_Task description_
The entries below contain a line with "alternating text and" and a line with "let mut parts = Vec::new();". Quote exactly those two lines and all lines between them.
--------------------------------
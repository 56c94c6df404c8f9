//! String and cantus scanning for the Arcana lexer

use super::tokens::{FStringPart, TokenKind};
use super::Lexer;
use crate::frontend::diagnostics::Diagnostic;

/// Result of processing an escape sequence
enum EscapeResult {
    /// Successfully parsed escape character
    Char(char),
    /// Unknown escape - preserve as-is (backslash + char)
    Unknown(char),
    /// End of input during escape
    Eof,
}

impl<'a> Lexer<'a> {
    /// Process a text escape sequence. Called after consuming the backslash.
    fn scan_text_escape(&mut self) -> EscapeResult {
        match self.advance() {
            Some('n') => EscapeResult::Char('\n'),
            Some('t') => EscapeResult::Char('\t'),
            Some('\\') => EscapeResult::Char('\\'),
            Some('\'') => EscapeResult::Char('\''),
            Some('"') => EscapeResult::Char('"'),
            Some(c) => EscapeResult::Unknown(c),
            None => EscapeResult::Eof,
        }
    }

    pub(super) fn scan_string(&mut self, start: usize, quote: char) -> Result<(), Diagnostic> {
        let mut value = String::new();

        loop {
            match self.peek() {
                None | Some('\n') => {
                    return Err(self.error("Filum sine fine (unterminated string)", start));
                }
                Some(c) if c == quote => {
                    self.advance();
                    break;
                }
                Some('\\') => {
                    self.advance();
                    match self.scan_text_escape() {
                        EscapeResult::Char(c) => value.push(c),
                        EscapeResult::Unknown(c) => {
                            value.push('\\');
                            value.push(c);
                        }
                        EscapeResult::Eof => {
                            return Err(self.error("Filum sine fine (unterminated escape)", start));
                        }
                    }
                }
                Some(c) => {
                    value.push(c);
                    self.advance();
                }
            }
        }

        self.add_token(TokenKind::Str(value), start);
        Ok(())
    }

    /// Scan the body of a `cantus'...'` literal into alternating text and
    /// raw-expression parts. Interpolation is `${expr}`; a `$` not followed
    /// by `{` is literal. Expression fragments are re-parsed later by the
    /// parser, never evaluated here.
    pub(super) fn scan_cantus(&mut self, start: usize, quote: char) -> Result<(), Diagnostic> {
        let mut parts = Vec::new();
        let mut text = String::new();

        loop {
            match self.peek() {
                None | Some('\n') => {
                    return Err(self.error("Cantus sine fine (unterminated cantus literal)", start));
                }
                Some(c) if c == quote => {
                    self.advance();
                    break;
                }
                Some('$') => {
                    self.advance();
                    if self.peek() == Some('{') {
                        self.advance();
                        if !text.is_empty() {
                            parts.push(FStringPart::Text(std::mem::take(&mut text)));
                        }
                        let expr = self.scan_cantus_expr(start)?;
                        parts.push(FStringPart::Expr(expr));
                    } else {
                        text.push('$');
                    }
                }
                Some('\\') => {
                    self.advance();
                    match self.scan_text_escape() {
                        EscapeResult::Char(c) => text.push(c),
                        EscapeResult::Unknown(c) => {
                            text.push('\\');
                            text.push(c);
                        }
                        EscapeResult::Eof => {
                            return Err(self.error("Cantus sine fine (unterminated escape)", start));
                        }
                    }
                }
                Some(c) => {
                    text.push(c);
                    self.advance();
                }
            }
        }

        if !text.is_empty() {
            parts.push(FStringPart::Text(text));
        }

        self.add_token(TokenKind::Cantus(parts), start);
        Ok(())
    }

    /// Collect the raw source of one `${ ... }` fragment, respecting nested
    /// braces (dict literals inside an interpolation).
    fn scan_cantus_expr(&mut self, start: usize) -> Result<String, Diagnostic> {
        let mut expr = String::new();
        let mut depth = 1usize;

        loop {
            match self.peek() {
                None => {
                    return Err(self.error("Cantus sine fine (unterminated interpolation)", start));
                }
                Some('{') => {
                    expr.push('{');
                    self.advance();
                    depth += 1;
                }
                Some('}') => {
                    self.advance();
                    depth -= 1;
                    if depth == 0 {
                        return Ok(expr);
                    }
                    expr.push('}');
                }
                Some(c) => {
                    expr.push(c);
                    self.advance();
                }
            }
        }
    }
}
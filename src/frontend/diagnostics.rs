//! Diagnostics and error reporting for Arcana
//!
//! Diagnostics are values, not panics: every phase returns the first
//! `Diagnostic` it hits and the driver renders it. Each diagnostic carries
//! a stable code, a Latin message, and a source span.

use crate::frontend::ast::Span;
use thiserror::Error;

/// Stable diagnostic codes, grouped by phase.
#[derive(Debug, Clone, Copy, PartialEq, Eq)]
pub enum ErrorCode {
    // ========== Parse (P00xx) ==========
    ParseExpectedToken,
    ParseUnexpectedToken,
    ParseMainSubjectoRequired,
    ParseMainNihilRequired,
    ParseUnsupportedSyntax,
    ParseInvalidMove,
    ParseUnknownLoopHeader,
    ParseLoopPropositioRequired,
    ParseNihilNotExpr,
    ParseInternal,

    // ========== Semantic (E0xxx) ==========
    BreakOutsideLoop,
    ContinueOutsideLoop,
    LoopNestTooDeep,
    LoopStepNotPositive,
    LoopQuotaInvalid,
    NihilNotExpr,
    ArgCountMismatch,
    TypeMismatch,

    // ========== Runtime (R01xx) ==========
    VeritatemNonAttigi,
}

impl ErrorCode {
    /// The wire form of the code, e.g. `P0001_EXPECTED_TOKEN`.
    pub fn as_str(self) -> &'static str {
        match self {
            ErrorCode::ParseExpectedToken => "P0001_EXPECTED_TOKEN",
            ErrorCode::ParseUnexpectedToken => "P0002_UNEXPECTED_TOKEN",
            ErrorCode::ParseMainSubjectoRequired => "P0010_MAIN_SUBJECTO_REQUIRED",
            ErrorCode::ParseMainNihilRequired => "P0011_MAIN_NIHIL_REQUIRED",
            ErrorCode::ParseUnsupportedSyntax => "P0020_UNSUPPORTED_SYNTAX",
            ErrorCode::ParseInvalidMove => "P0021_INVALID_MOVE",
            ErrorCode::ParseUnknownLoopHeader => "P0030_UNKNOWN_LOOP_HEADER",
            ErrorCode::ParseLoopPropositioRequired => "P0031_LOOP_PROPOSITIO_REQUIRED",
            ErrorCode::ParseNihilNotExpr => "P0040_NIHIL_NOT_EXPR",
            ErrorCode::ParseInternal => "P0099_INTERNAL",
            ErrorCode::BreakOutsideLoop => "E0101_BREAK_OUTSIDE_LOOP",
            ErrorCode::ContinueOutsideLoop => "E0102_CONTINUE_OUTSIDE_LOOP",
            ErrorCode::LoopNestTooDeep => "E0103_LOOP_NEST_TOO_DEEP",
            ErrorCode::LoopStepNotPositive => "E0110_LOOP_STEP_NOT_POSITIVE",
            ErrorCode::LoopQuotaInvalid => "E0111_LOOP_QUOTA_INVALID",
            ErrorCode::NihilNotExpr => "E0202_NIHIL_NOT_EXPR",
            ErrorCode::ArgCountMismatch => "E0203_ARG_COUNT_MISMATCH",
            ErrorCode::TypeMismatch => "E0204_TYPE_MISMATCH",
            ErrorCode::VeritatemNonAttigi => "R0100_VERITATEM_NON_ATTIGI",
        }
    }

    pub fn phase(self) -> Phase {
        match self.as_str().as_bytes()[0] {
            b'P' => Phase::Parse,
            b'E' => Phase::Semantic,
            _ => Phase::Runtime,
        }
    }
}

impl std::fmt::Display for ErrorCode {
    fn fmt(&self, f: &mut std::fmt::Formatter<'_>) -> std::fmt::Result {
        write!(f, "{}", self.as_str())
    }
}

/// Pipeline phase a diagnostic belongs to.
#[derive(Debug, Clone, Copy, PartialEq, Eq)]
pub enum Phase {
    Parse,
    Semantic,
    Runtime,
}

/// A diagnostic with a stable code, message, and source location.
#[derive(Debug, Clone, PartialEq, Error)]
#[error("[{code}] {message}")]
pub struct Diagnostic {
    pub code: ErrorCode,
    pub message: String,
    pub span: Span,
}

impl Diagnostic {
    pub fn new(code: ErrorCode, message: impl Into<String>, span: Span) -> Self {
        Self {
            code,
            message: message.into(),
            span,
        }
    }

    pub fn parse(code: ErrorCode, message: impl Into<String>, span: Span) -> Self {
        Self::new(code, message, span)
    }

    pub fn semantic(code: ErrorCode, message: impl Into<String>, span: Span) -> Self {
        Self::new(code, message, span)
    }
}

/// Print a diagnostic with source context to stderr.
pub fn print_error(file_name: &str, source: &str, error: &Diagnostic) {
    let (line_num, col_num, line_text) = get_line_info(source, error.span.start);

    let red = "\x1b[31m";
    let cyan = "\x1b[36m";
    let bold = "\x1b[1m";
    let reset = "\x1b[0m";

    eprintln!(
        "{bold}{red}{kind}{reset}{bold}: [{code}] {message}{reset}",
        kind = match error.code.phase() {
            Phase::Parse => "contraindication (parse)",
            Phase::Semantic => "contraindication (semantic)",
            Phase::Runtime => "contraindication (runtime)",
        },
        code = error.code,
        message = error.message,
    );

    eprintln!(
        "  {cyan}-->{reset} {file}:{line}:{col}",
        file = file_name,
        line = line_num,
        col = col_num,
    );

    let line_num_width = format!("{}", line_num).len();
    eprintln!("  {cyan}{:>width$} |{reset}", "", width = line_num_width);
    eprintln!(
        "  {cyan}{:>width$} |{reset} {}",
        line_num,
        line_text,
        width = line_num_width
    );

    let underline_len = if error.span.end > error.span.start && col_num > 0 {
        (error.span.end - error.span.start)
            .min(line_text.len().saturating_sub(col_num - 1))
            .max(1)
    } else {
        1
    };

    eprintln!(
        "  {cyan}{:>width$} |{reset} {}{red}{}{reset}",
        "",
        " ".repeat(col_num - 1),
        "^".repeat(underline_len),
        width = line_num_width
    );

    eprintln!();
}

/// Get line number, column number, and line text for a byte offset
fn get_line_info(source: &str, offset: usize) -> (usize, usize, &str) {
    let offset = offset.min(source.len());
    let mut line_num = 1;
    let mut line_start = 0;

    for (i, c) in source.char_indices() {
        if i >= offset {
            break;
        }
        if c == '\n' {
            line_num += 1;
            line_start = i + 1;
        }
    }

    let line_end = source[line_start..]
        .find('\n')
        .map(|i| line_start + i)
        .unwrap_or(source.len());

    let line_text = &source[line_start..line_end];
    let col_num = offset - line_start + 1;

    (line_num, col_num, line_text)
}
--------------------------------
_Exercise answer_
    /// Scan the body of a `cantus'...'` literal into alternating text and
    /// raw-expression parts. Interpolation is `${expr}`; a `$` not followed
    /// by `{` is literal. Expression fragments are re-parsed later by the
    /// parser, never evaluated here.
    pub(super) fn scan_cantus(&mut self, start: usize, quote: char) -> Result<(), Diagnostic> {
        let mut parts = Vec::new();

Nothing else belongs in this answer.